What “reasonable” executive compensation really means for government contractors
Understand how the government evaluates executive compensation and why reasonableness, not just the cap, determines audit outcomes.
Most government contractors do not have issues with audits because executives are overpaid — they have issues because they cannot prove their pay is reasonable.
If you deliver work under federal contracts, understanding how the government evaluates executive compensation is a core compliance requirement – one that directly affects what you can bill, what gets disallowed, and how you fare under audit.
And yet, many contractors approach executive compensation with the wrong assumptions or incomplete frameworks. Common missteps include relying on the statutory cap as a proxy for compliance, treating benchmarking as optional, or failing to document how compensation decisions were made in the first place. Others blur the line between allowable and unallowable costs or assume that scrutiny applies only to C-suite roles.

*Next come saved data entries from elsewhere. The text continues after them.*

// 🗂️ Attribute Metadata Table
// Storage-column position → source field, consulted once per reference row.
// Position 1 is always the cluster identifier; mapped columns start at 2.

use serde::{Deserialize, Serialize};
use std::collections::BTreeMap;

use crate::error::{IngestError, Result};
use crate::record::IdentityRecord;

/// Parameter position reserved for the cluster identifier
pub const IDENTIFIER_POSITION: usize = 1;

#[derive(Debug, Clone, PartialEq, Eq, Serialize, Deserialize)]
pub struct ColumnSpec {
    /// Statement parameter position (>= 2)
    pub position: usize,

    /// Storage column name
    pub column: String,

    /// Semantic field name looked up in each reference
    pub field: String,
}

#[derive(Debug, Clone, Default, PartialEq, Eq)]
pub struct ColumnMap {
    columns: BTreeMap<usize, ColumnSpec>,
}

impl ColumnMap {
    pub fn new(specs: Vec<ColumnSpec>) -> Result<Self> {
        let mut columns = BTreeMap::new();

        for spec in specs {
            if spec.position <= IDENTIFIER_POSITION {
                return Err(IngestError::Config(format!(
                    "column {} uses position {}; positions start at {}",
                    spec.column,
                    spec.position,
                    IDENTIFIER_POSITION + 1
                )));
            }
            validate_identifier(&spec.column)?;

            let position = spec.position;
            if let Some(previous) = columns.insert(position, spec) {
                return Err(IngestError::Config(format!(
                    "position {} declared twice (column {})",
                    position, previous.column
                )));
            }
        }

        Ok(ColumnMap { columns })
    }

    /// Columns in ascending position order
    pub fn iter(&self) -> impl Iterator<Item = &ColumnSpec> {
        self.columns.values()
    }

    pub fn len(&self) -> usize {
        self.columns.len()
    }

    pub fn is_empty(&self) -> bool {
        self.columns.is_empty()
    }

    /// One value per column, in position order. Missing fields are None (NULL).
    pub fn row_values<'a>(&self, record: &'a dyn IdentityRecord) -> Vec<Option<&'a str>> {
        self.columns
            .values()
            .map(|spec| record.get(&spec.field))
            .collect()
    }

    /// `INSERT INTO table (id, c2, c3, ...) VALUES (?1, ?2, ?3, ...)`
    pub fn insert_sql(&self, table: &str, id_column: &str) -> String {
        let mut names = vec![id_column.to_string()];
        names.extend(self.columns.values().map(|spec| spec.column.clone()));

        let placeholders: Vec<String> = (1..=names.len()).map(|i| format!("?{}", i)).collect();

        format!(
            "INSERT INTO {} ({}) VALUES ({})",
            table,
            names.join(", "),
            placeholders.join(", ")
        )
    }

    pub fn create_table_sql(&self, table: &str, id_column: &str) -> String {
        let mut defs = vec![
            "row_id INTEGER PRIMARY KEY AUTOINCREMENT".to_string(),
            format!("{} TEXT NOT NULL", id_column),
        ];
        defs.extend(self.columns.values().map(|spec| format!("{} TEXT", spec.column)));

        format!(
            "CREATE TABLE IF NOT EXISTS {} (\n    {}\n)",
            table,
            defs.join(",\n    ")
        )
    }
}

/// Table / column names are interpolated into SQL, so only plain identifiers pass
pub fn validate_identifier(name: &str) -> Result<()> {
    let mut chars = name.chars();
    let valid = match chars.next() {
        Some(c) if c.is_ascii_alphabetic() || c == '_' => {
            chars.all(|c| c.is_ascii_alphanumeric() || c == '_')
        }
        _ => false,
    };

    if valid {
        Ok(())
    } else {
        Err(IngestError::Config(format!(
            "{:?} is not a valid SQL identifier",
            name
        )))
    }
}
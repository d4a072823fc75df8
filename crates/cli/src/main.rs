//! CS console CLI - database migrations and management tools.
//!
//! # Usage
//!
//! ```bash
//! # Run database migrations
//! cs-cli migrate
//!
//! # Create a staff user
//! cs-cli user create -u siti -p 'long-password' -r operator
//!
//! # Reset a staff user's password
//! cs-cli user set-password -u siti -p 'new-long-password'
//!
//! # Store yesterday's dashboard metrics
//! cs-cli metrics store-daily --date 2024-04-01
//! ```
//!
//! # Commands
//!
//! - `migrate` - Run database migrations
//! - `user create` / `user set-password` - Manage staff users
//! - `metrics store-daily` - Aggregate one day into `daily_metrics`

#![cfg_attr(not(test), forbid(unsafe_code))]

use clap::{Parser, Subcommand};

mod commands;

#[derive(Parser)]
#[command(name = "cs-cli")]
#[command(author, version, about = "CS console CLI tools")]
struct Cli {
    #[command(subcommand)]
    command: Commands,
}

#[derive(Subcommand)]
enum Commands {
    /// Run database migrations
    Migrate,
    /// Manage staff users
    User {
        #[command(subcommand)]
        action: UserAction,
    },
    /// Dashboard metrics jobs
    Metrics {
        #[command(subcommand)]
        action: MetricsAction,
    },
}

#[derive(Subcommand)]
enum UserAction {
    /// Create a new staff user
    Create {
        /// Login name
        #[arg(short, long)]
        username: String,

        /// Initial password (at least 8 characters)
        #[arg(short, long)]
        password: String,

        /// Staff role (`admin`, `operator`)
        #[arg(short, long, default_value = "operator")]
        role: String,
    },
    /// Replace a staff user's password
    SetPassword {
        /// Login name
        #[arg(short, long)]
        username: String,

        /// New password (at least 8 characters)
        #[arg(short, long)]
        password: String,
    },
}

#[derive(Subcommand)]
enum MetricsAction {
    /// Compute one day's metrics and upsert them into `daily_metrics`
    StoreDaily {
        /// Day to store (YYYY-MM-DD); defaults to today in the business timezone
        #[arg(short, long)]
        date: Option<String>,
    },
}

#[tokio::main]
async fn main() {
    // Initialize tracing
    tracing_subscriber::fmt::init();

    let cli = Cli::parse();

    let result: Result<(), Box<dyn std::error::Error>> = run(cli).await;

    if let Err(e) = result {
        tracing::error!("Command failed: {e}");
        std::process::exit(1);
    }
}

async fn run(cli: Cli) -> Result<(), Box<dyn std::error::Error>> {
    match cli.command {
        Commands::Migrate => commands::migrate::run().await?,
        Commands::User { action } => match action {
            UserAction::Create {
                username,
                password,
                role,
            } => {
                commands::user::create(&username, &password, &role).await?;
            }
            UserAction::SetPassword { username, password } => {
                commands::user::set_password(&username, &password).await?;
            }
        },
        Commands::Metrics { action } => match action {
            MetricsAction::StoreDaily { date } => {
                commands::metrics::store_daily(date.as_deref()).await?;
            }
        },
    }
    Ok(())
}

#[cfg(test)]
mod tests {
    use clap::CommandFactory;

    use super::*;

    #[test]
    fn test_cli_definition_is_valid() {
        Cli::command().debug_assert();
    }

    #[test]
    fn test_parses_user_create() {
        let cli = Cli::try_parse_from([
            "cs-cli", "user", "create", "-u", "siti", "-p", "rahasia-panjang", "-r", "admin",
        ]);
        assert!(matches!(
            cli.map(|c| c.command),
            Ok(Commands::User {
                action: UserAction::Create { ref role, .. }
            }) if role == "admin"
        ));
    }

    #[test]
    fn test_store_daily_date_is_optional() {
        let cli = Cli::try_parse_from(["cs-cli", "metrics", "store-daily"]);
        assert!(matches!(
            cli.map(|c| c.command),
            Ok(Commands::Metrics {
                action: MetricsAction::StoreDaily { date: None }
            })
        ));
    }
}
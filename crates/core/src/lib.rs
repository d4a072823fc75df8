//! CS Console Core - Shared types library.
//!
//! This crate provides common types used across all CS console components:
//! - `admin` - The staff-facing console server
//! - `cli` - Command-line tools for migrations, staff users and metrics jobs
//!
//! # Architecture
//!
//! The core crate contains only types and pure functions - no I/O, no database
//! access, no HTTP clients. This keeps it lightweight and allows it to be used
//! anywhere.
//!
//! # Modules
//!
//! - [`types`] - Newtype wrappers for ids, phone numbers, statuses, rupiah
//!   amounts and reporting time ranges

#![cfg_attr(not(test), forbid(unsafe_code))]

pub mod types;

pub use types::*;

In this article, we cut through the confusion, clarifying what “reasonable” actually means in a government contracting context and where contractors most often go wrong.
Reasonableness vs. allowability — They are not the same
One of the most common breakdowns in executive compensation compliance starts with a misunderstanding of what is actually being tested.
Contractors often approach compensation through a single lens – often the statutory cap – because it feels clear, measurable, and easy to track. If compensation falls within that limit, organizations assume they are compliant. But that mindset oversimplifies how the government evaluates costs.
In reality, executive compensation is primarily evaluated through two distinct FAR-based criteria that operate independently.
- Allowability is about the statutory compensation cap (referenced at FAR 31.205-6(p)), which is how much of an executive’s pay can be charged to federal contracts.
- Reasonableness is about whether the pay itself is appropriate for the work performed, based on market data and business circumstances. Regulatory requirements for labor cost reasonableness are laid out at FAR 31.205-6(b).
Each has its own purpose, its own criteria, and its own implications for audit risk and cost recovery. Allowability affects cost recovery. Reasonableness affects whether your costs are defensible at all.
Focusing on one while overlooking the other creates gaps that auditors are quick to identify. You can pass one test and fail the other. You can even have reasonable compensation that is not allowable above the cap.
Understanding this distinction is the first step toward compliance.
The statutory cap: what it is — and what it is not
The statutory cap is one of the most misunderstood rules in government contracting.
Here’s the simple version:
- It limits what you can bill to the government.
- It does not determine whether compensation is reasonable.
- Compensation for all employees in excess of the statutory limitation is unallowable.
- Anything above the cap must be recorded and allocated to the proper unallowable accounts.
Most contractors do not get in trouble for exceeding the cap. They get in trouble when they cannot clearly track, segregate, and support how excess compensation was treated, leading to questioned or disallowed costs.
Highly compensated employees are usually executives — but not always
When contractors hear “highly compensated employees,” they often assume it refers strictly to top executives. In practice, while executives typically make up the majority of this group, they are not the only employees who may fall into this category.
Highly compensated employees can include:
- Senior technical experts or subject matter specialists
- Business development leaders tied to revenue generation
- Key personnel in niche or high-demand labor categories
From a compliance standpoint, this matters for two reasons:
- Reasonableness must be evaluated based on the role, not just the title. A highly paid engineer or scientist may be reasonable if their compensation aligns with market demand and contract needs, even if they are not in an executive position. However, without clear justification, that same compensation can quickly become a focal point in an audit.
- Contractors must apply a consistent methodology across all highly compensated employees. Selectively documenting executive pay while taking a lighter approach elsewhere creates gaps in your support. In an audit, inconsistency raises questions about your overall compensation framework, not just individual decisions.
- Executives often draw the most scrutiny in an audit, but high compensation must always be justified, regardless of the job title.
Why contractors get caught off guard
These issues all point to the same underlying problem: the absence of a clear methodology for formally supporting compensation decisions.
Common pitfalls include:
- No benchmarking or market data
- Vague or outdated job descriptions
- No written rationale for pay decisions
- Blending allowable and unallowable compensation
- Missing board minutes or compensation committee notes
Reasonableness is ultimately about showing your work. If you can demonstrate how you arrived at compensation decisions and why they are/were reasonable, you are already ahead of most of your peers.
Bottom line
Executive compensation does not have to be complicated, but it does have to be defensible to avoid surprises during an audit. Understanding the rules, documenting your decisions, and keeping your structure clear will put you in a strong position when auditors come calling.